Great scientific breakthroughts have not multiplied as phenomenally as the amount of fraud in scientific publishing. The proliferation of fake science journals and now fake science conferences seems to be a phenomenon of the late 20th and 21st century. Even prestigious journals from reputable publishing houses are known by those on the inside to have a problem with , em , oversight... to be specific, peer review. Peer review , or lack of it, is the core of the problem. Many articles were written about peer review scandals - when there was no real peer review- but equally scandalous is the amount of bias, the number of conflict of interest cases and just plain out academic incest going on.
de Solla Price foresaw a problem of a glut of publication from an army of mediocre scientists, but he didn't see the worst side of the phenomenon: that this deluge of watered down science would eventually lead to a shambolic mess where every researcher gets daily requests from fake open-access medical journals, and it has become hard for even scientists to even know what is real.

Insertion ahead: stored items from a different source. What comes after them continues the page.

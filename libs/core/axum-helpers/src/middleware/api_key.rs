//! Shared-secret guard for administrative routes.
//!
//! Requests must carry the configured key in the `X-API-Key` header. When no
//! key is configured every request is rejected.

use crate::errors::AppError;
use axum::{
    extract::{Request, State},
    middleware::Next,
    response::Response,
};
use std::sync::Arc;

pub const API_KEY_HEADER: &str = "x-api-key";

/// Expected key for [`require_api_key`]. `None` locks the routes.
#[derive(Clone, Default)]
pub struct ApiKey(Option<Arc<str>>);

impl ApiKey {
    pub fn new(key: Option<String>) -> Self {
        Self(key.filter(|k| !k.is_empty()).map(Arc::from))
    }

    pub fn is_configured(&self) -> bool {
        self.0.is_some()
    }

    /// Checks a presented key against the configured one.
    pub fn verify(&self, presented: &str) -> bool {
        match &self.0 {
            Some(expected) => constant_time_eq(expected.as_bytes(), presented.as_bytes()),
            None => false,
        }
    }
}

impl std::fmt::Debug for ApiKey {
    fn fmt(&self, f: &mut std::fmt::Formatter<'_>) -> std::fmt::Result {
        f.debug_tuple("ApiKey")
            .field(&self.0.as_ref().map(|_| "<redacted>"))
            .finish()
    }
}

/// Compares two byte strings without short-circuiting on the first mismatch.
fn constant_time_eq(a: &[u8], b: &[u8]) -> bool {
    if a.len() != b.len() {
        return false;
    }
    a.iter().zip(b).fold(0u8, |acc, (x, y)| acc | (x ^ y)) == 0
}

/// Middleware rejecting requests without a valid `X-API-Key`.
///
/// ```ignore
/// let admin = Router::new()
///     .route("/wallpapers", post(create))
///     .layer(middleware::from_fn_with_state(api_key, require_api_key));
/// ```
pub async fn require_api_key(
    State(key): State<ApiKey>,
    request: Request,
    next: Next,
) -> Result<Response, AppError> {
    if !key.is_configured() {
        tracing::warn!("Rejecting admin request: ADMIN_API_KEY is not configured");
        return Err(AppError::Unauthorized("API key is not configured".to_string()));
    }

    let presented = request
        .headers()
        .get(API_KEY_HEADER)
        .and_then(|v| v.to_str().ok())
        .unwrap_or_default();

    if !key.verify(presented) {
        return Err(AppError::Unauthorized("Invalid or missing API key".to_string()));
    }

    Ok(next.run(request).await)
}
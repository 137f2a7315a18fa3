use sea_orm_migration::{prelude::*, schema::*};

#[derive(DeriveMigrationName)]
pub struct Migration;

#[async_trait::async_trait]
impl MigrationTrait for Migration {
    async fn up(&self, manager: &SchemaManager) -> Result<(), DbErr> {
        // Join rows go away with their wallpaper or tag, enforced here rather than in code.
        manager
            .create_table(
                Table::create()
                    .table(WallpaperTags::Table)
                    .if_not_exists()
                    .col(pk_auto(WallpaperTags::Id))
                    .col(integer(WallpaperTags::WallpaperId))
                    .col(integer(WallpaperTags::TagId))
                    .col(
                        timestamp_with_time_zone(WallpaperTags::CreatedAt)
                            .default(Expr::current_timestamp()),
                    )
                    .col(
                        timestamp_with_time_zone(WallpaperTags::UpdatedAt)
                            .default(Expr::current_timestamp()),
                    )
                    .foreign_key(
                        ForeignKey::create()
                            .name("fk_wallpaper_tags_wallpaper")
                            .from(WallpaperTags::Table, WallpaperTags::WallpaperId)
                            .to(Wallpapers::Table, Wallpapers::Id)
                            .on_delete(ForeignKeyAction::Cascade),
                    )
                    .foreign_key(
                        ForeignKey::create()
                            .name("fk_wallpaper_tags_tag")
                            .from(WallpaperTags::Table, WallpaperTags::TagId)
                            .to(Tags::Table, Tags::Id)
                            .on_delete(ForeignKeyAction::Cascade),
                    )
                    .to_owned(),
            )
            .await?;

        manager
            .create_index(
                Index::create()
                    .name("idx_wallpaper_tags_pair")
                    .table(WallpaperTags::Table)
                    .col(WallpaperTags::WallpaperId)
                    .col(WallpaperTags::TagId)
                    .unique()
                    .to_owned(),
            )
            .await?;

        manager
            .create_index(
                Index::create()
                    .name("idx_wallpaper_tags_tag_id")
                    .table(WallpaperTags::Table)
                    .col(WallpaperTags::TagId)
                    .to_owned(),
            )
            .await?;

        Ok(())
    }

    async fn down(&self, manager: &SchemaManager) -> Result<(), DbErr> {
        manager
            .drop_table(Table::drop().table(WallpaperTags::Table).to_owned())
            .await
    }
}

#[derive(DeriveIden)]
enum WallpaperTags {
    Table,
    Id,
    WallpaperId,
    TagId,
    CreatedAt,
    UpdatedAt,
}

#[derive(DeriveIden)]
enum Wallpapers {
    Table,
    Id,
}

#[derive(DeriveIden)]
enum Tags {
    Table,
    Id,
}
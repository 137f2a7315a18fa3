use axum::{
    extract::Request,
    http::{
        HeaderValue,
        header::{self, HeaderName},
    },
    middleware::Next,
    response::Response,
};

/// Adds a fixed set of security headers to every response.
///
/// - X-Content-Type-Options: nosniff
/// - X-Frame-Options: DENY
/// - Referrer-Policy: strict-origin-when-cross-origin
/// - Permissions-Policy: geolocation=(), microphone=(), camera=()
pub async fn security_headers(request: Request, next: Next) -> Response {
    let mut response = next.run(request).await;

    let headers = response.headers_mut();
    headers.insert(
        header::X_CONTENT_TYPE_OPTIONS,
        HeaderValue::from_static("nosniff"),
    );
    headers.insert(header::X_FRAME_OPTIONS, HeaderValue::from_static("DENY"));
    headers.insert(
        header::REFERRER_POLICY,
        HeaderValue::from_static("strict-origin-when-cross-origin"),
    );
    headers.insert(
        HeaderName::from_static("permissions-policy"),
        HeaderValue::from_static("geolocation=(), microphone=(), camera=()"),
    );

    response
}

#[cfg(test)]
mod tests {
    use super::*;
    use axum::{Router, body::Body, http::Request as HttpRequest, middleware, routing::get};
    use tower::ServiceExt;

    #[tokio::test]
    async fn test_headers_are_set() {
        let app = Router::new()
            .route("/", get(|| async { "ok" }))
            .layer(middleware::from_fn(security_headers));

        let response = app
            .oneshot(HttpRequest::builder().uri("/").body(Body::empty()).unwrap())
            .await
            .unwrap();

        let headers = response.headers();
        assert_eq!(headers[header::X_CONTENT_TYPE_OPTIONS], "nosniff");
        assert_eq!(headers[header::X_FRAME_OPTIONS], "DENY");
        assert!(headers.contains_key("permissions-policy"));
    }
}
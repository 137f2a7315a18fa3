//! Error codes carried in every error body.
//!
//! Each code has a string form for clients, a number for logs and dashboards,
//! and a default message.
//!
//! ```rust
//! use axum_helpers::errors::ErrorCode;
//!
//! let code = ErrorCode::NotFound;
//! assert_eq!(code.as_str(), "NOT_FOUND");
//! assert_eq!(code.code(), 1004);
//! ```

use serde::{Deserialize, Serialize};
use utoipa::ToSchema;

#[derive(Debug, Clone, Copy, PartialEq, Eq, Hash, Serialize, Deserialize, ToSchema)]
#[serde(rename_all = "SCREAMING_SNAKE_CASE")]
pub enum ErrorCode {
    // Client errors (1000s)
    ValidationError,
    BadRequest,
    JsonExtraction,
    NotFound,
    Unauthorized,
    Conflict,

    // Server errors (1000s)
    InternalError,
    ServiceUnavailable,
    BadGateway,

    // Storage errors (2000s)
    DatabaseError,
    VectorStoreError,

    // I/O (4000s)
    IoError,
}

impl ErrorCode {
    pub const fn as_str(&self) -> &'static str {
        match self {
            Self::ValidationError => "VALIDATION_ERROR",
            Self::BadRequest => "BAD_REQUEST",
            Self::JsonExtraction => "JSON_EXTRACTION",
            Self::NotFound => "NOT_FOUND",
            Self::Unauthorized => "UNAUTHORIZED",
            Self::Conflict => "CONFLICT",
            Self::InternalError => "INTERNAL_ERROR",
            Self::ServiceUnavailable => "SERVICE_UNAVAILABLE",
            Self::BadGateway => "BAD_GATEWAY",
            Self::DatabaseError => "DATABASE_ERROR",
            Self::VectorStoreError => "VECTOR_STORE_ERROR",
            Self::IoError => "IO_ERROR",
        }
    }

    pub const fn code(&self) -> i32 {
        match self {
            Self::ValidationError => 1001,
            Self::BadRequest => 1002,
            Self::JsonExtraction => 1003,
            Self::NotFound => 1004,
            Self::InternalError => 1005,
            Self::Unauthorized => 1006,
            Self::Conflict => 1008,
            Self::ServiceUnavailable => 1011,
            Self::BadGateway => 1012,

            Self::DatabaseError => 2003,
            Self::VectorStoreError => 2101,

            Self::IoError => 4001,
        }
    }

    pub const fn default_message(&self) -> &'static str {
        match self {
            Self::ValidationError => "Request validation failed",
            Self::BadRequest => "Bad request",
            Self::JsonExtraction => "Failed to parse request body",
            Self::NotFound => "Resource not found",
            Self::Unauthorized => "Authentication required",
            Self::Conflict => "Resource already exists",
            Self::InternalError => "An internal server error occurred",
            Self::ServiceUnavailable => "Service is temporarily unavailable",
            Self::BadGateway => "Upstream service returned an invalid response",
            Self::DatabaseError => "Database error occurred",
            Self::VectorStoreError => "Vector store error occurred",
            Self::IoError => "I/O error occurred",
        }
    }
}

impl std::fmt::Display for ErrorCode {
    fn fmt(&self, f: &mut std::fmt::Formatter<'_>) -> std::fmt::Result {
        f.write_str(self.as_str())
    }
}
//! Readiness check against PostgreSQL and the vector store.

use crate::state::AppState;
use axum::{
    extract::State,
    response::{IntoResponse, Response},
};
use axum_helpers::server::{HealthCheckFuture, run_health_checks};

pub async fn ready_handler(State(state): State<AppState>) -> Response {
    let checks: Vec<(&str, HealthCheckFuture<'_>)> = vec![
        (
            "database",
            Box::pin(async {
                database::postgres::check_health(&state.db)
                    .await
                    .map_err(|e| format!("Database ping failed: {}", e))
            }),
        ),
        (
            "vector_store",
            Box::pin(async {
                state
                    .features
                    .health_check()
                    .await
                    .map_err(|e| format!("Vector store check failed: {}", e))
            }),
        ),
    ];

    match run_health_checks(checks).await {
        Ok((status, json)) => (status, json).into_response(),
        Err((status, json)) => (status, json).into_response(),
    }
}
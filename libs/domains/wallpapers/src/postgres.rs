use async_trait::async_trait;
use sea_orm::sea_query::{Expr, ExprTrait, Func, LikeExpr, Query, SelectStatement};
use sea_orm::{
    ActiveModelTrait, ColumnTrait, Condition, DatabaseConnection, DatabaseTransaction,
    EntityTrait, PaginatorTrait, QueryFilter, QueryOrder, QuerySelect, TransactionTrait,
};
use std::collections::{HashMap, HashSet};

use crate::entity::{
    CategoriesEntity, TagsEntity, WallpaperTagsEntity, WallpapersEntity, categories, tags,
    wallpaper_tags, wallpapers,
};
use crate::error::{WallpaperError, WallpaperResult};
use crate::models::{
    AdjacentFilter, Category, Direction, NewWallpaper, Tag, Wallpaper, WallpaperFilter,
    WallpaperPage, normalize_names,
};
use crate::repository::{CatalogRepository, PendingDeletion, WallpaperRepository};

/// PostgreSQL implementation of the wallpaper and catalog repositories
#[derive(Clone)]
pub struct PgWallpaperRepository {
    db: DatabaseConnection,
}

impl PgWallpaperRepository {
    pub fn new(db: DatabaseConnection) -> Self {
        Self { db }
    }
}

/// Escapes LIKE wildcards so the term matches literally.
fn escape_like(term: &str) -> String {
    let mut escaped = String::with_capacity(term.len());
    for c in term.chars() {
        if matches!(c, '%' | '_' | '\\') {
            escaped.push('\\');
        }
        escaped.push(c);
    }
    escaped
}

/// Wallpaper ids linked to a tag, joined so the tag columns can be filtered on
fn tagged_wallpaper_ids() -> SelectStatement {
    Query::select()
        .column((WallpaperTagsEntity, wallpaper_tags::Column::WallpaperId))
        .from(WallpaperTagsEntity)
        .inner_join(
            TagsEntity,
            Expr::col((TagsEntity, tags::Column::Id))
                .equals((WallpaperTagsEntity, wallpaper_tags::Column::TagId)),
        )
        .to_owned()
}

/// Filter conditions shared by listing and neighbour lookup
fn wallpaper_condition(filter: &WallpaperFilter) -> Condition {
    let mut condition = Condition::all();

    let names = filter.tag_names();
    if !names.is_empty() {
        let required = names.len() as i64;
        condition = condition.add(
            wallpapers::Column::Id.in_subquery(
                tagged_wallpaper_ids()
                    .and_where(Expr::col((TagsEntity, tags::Column::Name)).is_in(names))
                    .group_by_col((WallpaperTagsEntity, wallpaper_tags::Column::WallpaperId))
                    .and_having(
                        Expr::expr(Func::count_distinct(Expr::col((
                            TagsEntity,
                            tags::Column::Id,
                        ))))
                        .eq(required),
                    )
                    .to_owned(),
            ),
        );
    }

    if let Some(category) = filter.category_name() {
        condition = condition.add(
            wallpapers::Column::CategoryId.in_subquery(
                Query::select()
                    .column(categories::Column::Id)
                    .from(CategoriesEntity)
                    .and_where(categories::Column::Name.eq(category))
                    .to_owned(),
            ),
        );
    }

    if let Some(term) = filter.search_term() {
        let pattern = format!("%{}%", escape_like(&term.to_lowercase()));
        let matches = |column: Expr| {
            Expr::expr(Func::lower(column)).like(LikeExpr::new(pattern.clone()).escape('\\'))
        };

        condition = condition.add(
            Condition::any()
                .add(
                    wallpapers::Column::CategoryId.in_subquery(
                        Query::select()
                            .column(categories::Column::Id)
                            .from(CategoriesEntity)
                            .and_where(matches(Expr::col((
                                CategoriesEntity,
                                categories::Column::Name,
                            ))))
                            .to_owned(),
                    ),
                )
                .add(
                    wallpapers::Column::Id.in_subquery(
                        tagged_wallpaper_ids()
                            .and_where(matches(Expr::col((TagsEntity, tags::Column::Name))))
                            .to_owned(),
                    ),
                ),
        );
    }

    condition
}

/// Fills in category and tags for a batch of rows, keeping their order.
async fn hydrate<C: sea_orm::ConnectionTrait>(
    db: &C,
    rows: Vec<wallpapers::Model>,
) -> WallpaperResult<Vec<Wallpaper>> {
    if rows.is_empty() {
        return Ok(Vec::new());
    }

    let ids: Vec<i32> = rows.iter().map(|r| r.id).collect();
    let category_ids: HashSet<i32> = rows.iter().map(|r| r.category_id).collect();

    let category_by_id: HashMap<i32, Category> = CategoriesEntity::find()
        .filter(categories::Column::Id.is_in(category_ids))
        .all(db)
        .await?
        .into_iter()
        .map(|model| (model.id, model.into()))
        .collect();

    let links = WallpaperTagsEntity::find()
        .filter(wallpaper_tags::Column::WallpaperId.is_in(ids))
        .all(db)
        .await?;

    let tag_ids: HashSet<i32> = links.iter().map(|l| l.tag_id).collect();
    let by_id: HashMap<i32, Tag> = if tag_ids.is_empty() {
        HashMap::new()
    } else {
        TagsEntity::find()
            .filter(tags::Column::Id.is_in(tag_ids))
            .all(db)
            .await?
            .into_iter()
            .map(|model| (model.id, model.into()))
            .collect()
    };

    let mut tags_by_wallpaper: HashMap<i32, Vec<Tag>> = HashMap::new();
    for link in links {
        if let Some(tag) = by_id.get(&link.tag_id) {
            tags_by_wallpaper
                .entry(link.wallpaper_id)
                .or_default()
                .push(tag.clone());
        }
    }

    Ok(rows
        .into_iter()
        .map(|row| {
            let category = category_by_id.get(&row.category_id).cloned();
            let mut row_tags = tags_by_wallpaper.remove(&row.id).unwrap_or_default();
            row_tags.sort_by(|a, b| a.name.cmp(&b.name));
            Wallpaper {
                category,
                tags: row_tags,
                ..Wallpaper::from(row)
            }
        })
        .collect())
}

async fn hydrate_one<C: sea_orm::ConnectionTrait>(
    db: &C,
    row: wallpapers::Model,
) -> WallpaperResult<Option<Wallpaper>> {
    Ok(hydrate(db, vec![row]).await?.into_iter().next())
}

#[async_trait]
impl WallpaperRepository for PgWallpaperRepository {
    async fn list(&self, filter: &WallpaperFilter) -> WallpaperResult<WallpaperPage> {
        let query = WallpapersEntity::find().filter(wallpaper_condition(filter));

        let total = query.clone().count(&self.db).await?;
        let rows = query
            .order_by_desc(wallpapers::Column::Id)
            .limit(filter.limit as u64)
            .offset(filter.offset as u64)
            .all(&self.db)
            .await?;

        Ok(WallpaperPage {
            wallpapers: hydrate(&self.db, rows).await?,
            total,
        })
    }

    async fn get_by_id(&self, id: i32) -> WallpaperResult<Option<Wallpaper>> {
        match WallpapersEntity::find_by_id(id).one(&self.db).await? {
            Some(row) => hydrate_one(&self.db, row).await,
            None => Ok(None),
        }
    }

    async fn find_adjacent(
        &self,
        filter: &AdjacentFilter,
        direction: Direction,
    ) -> WallpaperResult<Option<Wallpaper>> {
        if WallpapersEntity::find_by_id(filter.current_id)
            .one(&self.db)
            .await?
            .is_none()
        {
            return Err(WallpaperError::wallpaper_not_found(filter.current_id));
        }

        let query =
            WallpapersEntity::find().filter(wallpaper_condition(&filter.as_wallpaper_filter()));
        let query = match direction {
            Direction::Next => query
                .filter(wallpapers::Column::Id.lt(filter.current_id))
                .order_by_desc(wallpapers::Column::Id),
            Direction::Previous => query
                .filter(wallpapers::Column::Id.gt(filter.current_id))
                .order_by_asc(wallpapers::Column::Id),
        };

        match query.one(&self.db).await? {
            Some(row) => hydrate_one(&self.db, row).await,
            None => Ok(None),
        }
    }

    async fn find_by_feature_ids(&self, feature_ids: &[i64]) -> WallpaperResult<Vec<Wallpaper>> {
        let ids: Vec<i64> = feature_ids.iter().copied().filter(|id| *id != 0).collect();
        if ids.is_empty() {
            return Ok(Vec::new());
        }

        let rows = WallpapersEntity::find()
            .filter(wallpapers::Column::FeatureId.is_in(ids))
            .all(&self.db)
            .await?;

        hydrate(&self.db, rows).await
    }

    async fn insert(&self, input: NewWallpaper) -> WallpaperResult<Wallpaper> {
        let txn = self.db.begin().await?;

        let mut seen = HashSet::new();
        let tag_ids: Vec<i32> = input
            .tag_ids
            .iter()
            .copied()
            .filter(|id| seen.insert(*id))
            .collect();

        let active_model: wallpapers::ActiveModel = input.into();
        let row = active_model.insert(&txn).await?;

        if !tag_ids.is_empty() {
            let links = tag_ids
                .into_iter()
                .map(|tag_id| wallpaper_tags::link(row.id, tag_id));
            WallpaperTagsEntity::insert_many(links)
                .on_conflict_do_nothing_on([
                    wallpaper_tags::Column::WallpaperId,
                    wallpaper_tags::Column::TagId,
                ])
                .exec_without_returning(&txn)
                .await?;
        }

        let wallpaper = hydrate_one(&txn, row)
            .await?
            .ok_or_else(|| WallpaperError::Internal("Failed to load wallpaper".to_string()))?;

        txn.commit().await?;

        tracing::info!(
            wallpaper_id = wallpaper.id,
            feature_id = wallpaper.feature_id,
            "Created wallpaper"
        );
        Ok(wallpaper)
    }

    async fn begin_delete(&self, id: i32) -> WallpaperResult<Box<dyn PendingDeletion>> {
        let txn = self.db.begin().await?;

        let row = WallpapersEntity::find_by_id(id)
            .lock_exclusive()
            .one(&txn)
            .await?;

        let Some(row) = row else {
            txn.rollback().await?;
            return Err(WallpaperError::wallpaper_not_found(id));
        };

        // wallpaper_tags rows go with it (ON DELETE CASCADE)
        WallpapersEntity::delete_by_id(id).exec(&txn).await?;

        Ok(Box::new(PgPendingDeletion {
            txn,
            wallpaper: row.into(),
        }))
    }
}

struct PgPendingDeletion {
    txn: DatabaseTransaction,
    wallpaper: Wallpaper,
}

#[async_trait]
impl PendingDeletion for PgPendingDeletion {
    fn wallpaper(&self) -> &Wallpaper {
        &self.wallpaper
    }

    async fn commit(self: Box<Self>) -> WallpaperResult<()> {
        let PgPendingDeletion { txn, wallpaper } = *self;
        txn.commit().await?;
        tracing::info!(wallpaper_id = wallpaper.id, "Deleted wallpaper");
        Ok(())
    }

    async fn rollback(self: Box<Self>) -> WallpaperResult<()> {
        let PgPendingDeletion { txn, .. } = *self;
        Ok(txn.rollback().await?)
    }
}

#[async_trait]
impl CatalogRepository for PgWallpaperRepository {
    async fn get_or_create_category(&self, name: &str) -> WallpaperResult<Category> {
        let name = name.trim();
        if name.is_empty() {
            return Err(WallpaperError::Validation(
                "category name must not be empty".to_string(),
            ));
        }

        CategoriesEntity::insert(categories::named(name))
            .on_conflict_do_nothing_on([categories::Column::Name])
            .exec_without_returning(&self.db)
            .await?;

        self.find_category(name)
            .await?
            .ok_or_else(|| WallpaperError::Internal(format!("Category '{}' vanished", name)))
    }

    async fn get_or_create_tags(&self, names: &[String]) -> WallpaperResult<Vec<Tag>> {
        let names = normalize_names(names);
        if names.is_empty() {
            return Ok(Vec::new());
        }

        TagsEntity::insert_many(names.iter().map(|name| tags::named(name)))
            .on_conflict_do_nothing_on([tags::Column::Name])
            .exec_without_returning(&self.db)
            .await?;

        let mut by_name: HashMap<String, Tag> = TagsEntity::find()
            .filter(tags::Column::Name.is_in(names.clone()))
            .all(&self.db)
            .await?
            .into_iter()
            .map(|model| (model.name.clone(), model.into()))
            .collect();

        names
            .into_iter()
            .map(|name| {
                by_name
                    .remove(&name)
                    .ok_or_else(|| WallpaperError::Internal(format!("Tag '{}' vanished", name)))
            })
            .collect()
    }

    async fn find_category(&self, name: &str) -> WallpaperResult<Option<Category>> {
        let model = CategoriesEntity::find()
            .filter(categories::Column::Name.eq(name.trim()))
            .one(&self.db)
            .await?;

        Ok(model.map(Into::into))
    }

    async fn list_categories(&self) -> WallpaperResult<Vec<Category>> {
        let models = CategoriesEntity::find()
            .order_by_asc(categories::Column::Name)
            .all(&self.db)
            .await?;

        Ok(models.into_iter().map(Into::into).collect())
    }
}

But the peer review could be cleaned of these problems given a few changes in the system. As more and more scientific people have moved toward understanding computers, it opens the possibility of peer review that is as well version controlled as a group programming project on GitHub or Bitbucket. Some people had to learn Git, probably think this is a ridiculous goal..but think about it: If you want to see how I made a computer program, you open up my GitHub- and you can track things like what and when I did for the program- and how much of it was mine. You can't figure out how much of it was me sitting on my husband's computer, writing under his name, or vice versa...but you can get a pretty good approximate idea of what I did. And if I really cared to differentiate myself from any other programmer, including my husband, I could do that as well.
Introducing a version-control like version of peer review will inevitably bring brand new problems. Not the least of which will be to enhance the inequalities in science research that keep it by and large a game of well connected people with more resources...on the other hand, scientists themselves are so sick of the nonsense- I would guess the transition is inevitable. As I poked around on the internet I saw a project that may have already tried to create the technology: Aletheia. Unfortunately, it met the fate of so many open-source projects, it seems to have died out, and left no obvious easy to dissect codebase. That death may have been a very good thing, because looking at some documentation, Aletheia strove for community moderation controlled peer review- an idea that in the wrong permutation would simply give birth to all of the worst problems of the old peer review system, and a whole bunch of new ones. What does seem to be surviving and thriving is a sort of half sibling to version controlled peer review - FOAM (I'm looking at you Radiopaedia, and your April Fool's joke too). Nonetheless, the idea of open source, free publishing with version controlled peer review is slowly going to get around even science's neglected corners like plant biology. The only question is how to implement it to fix things.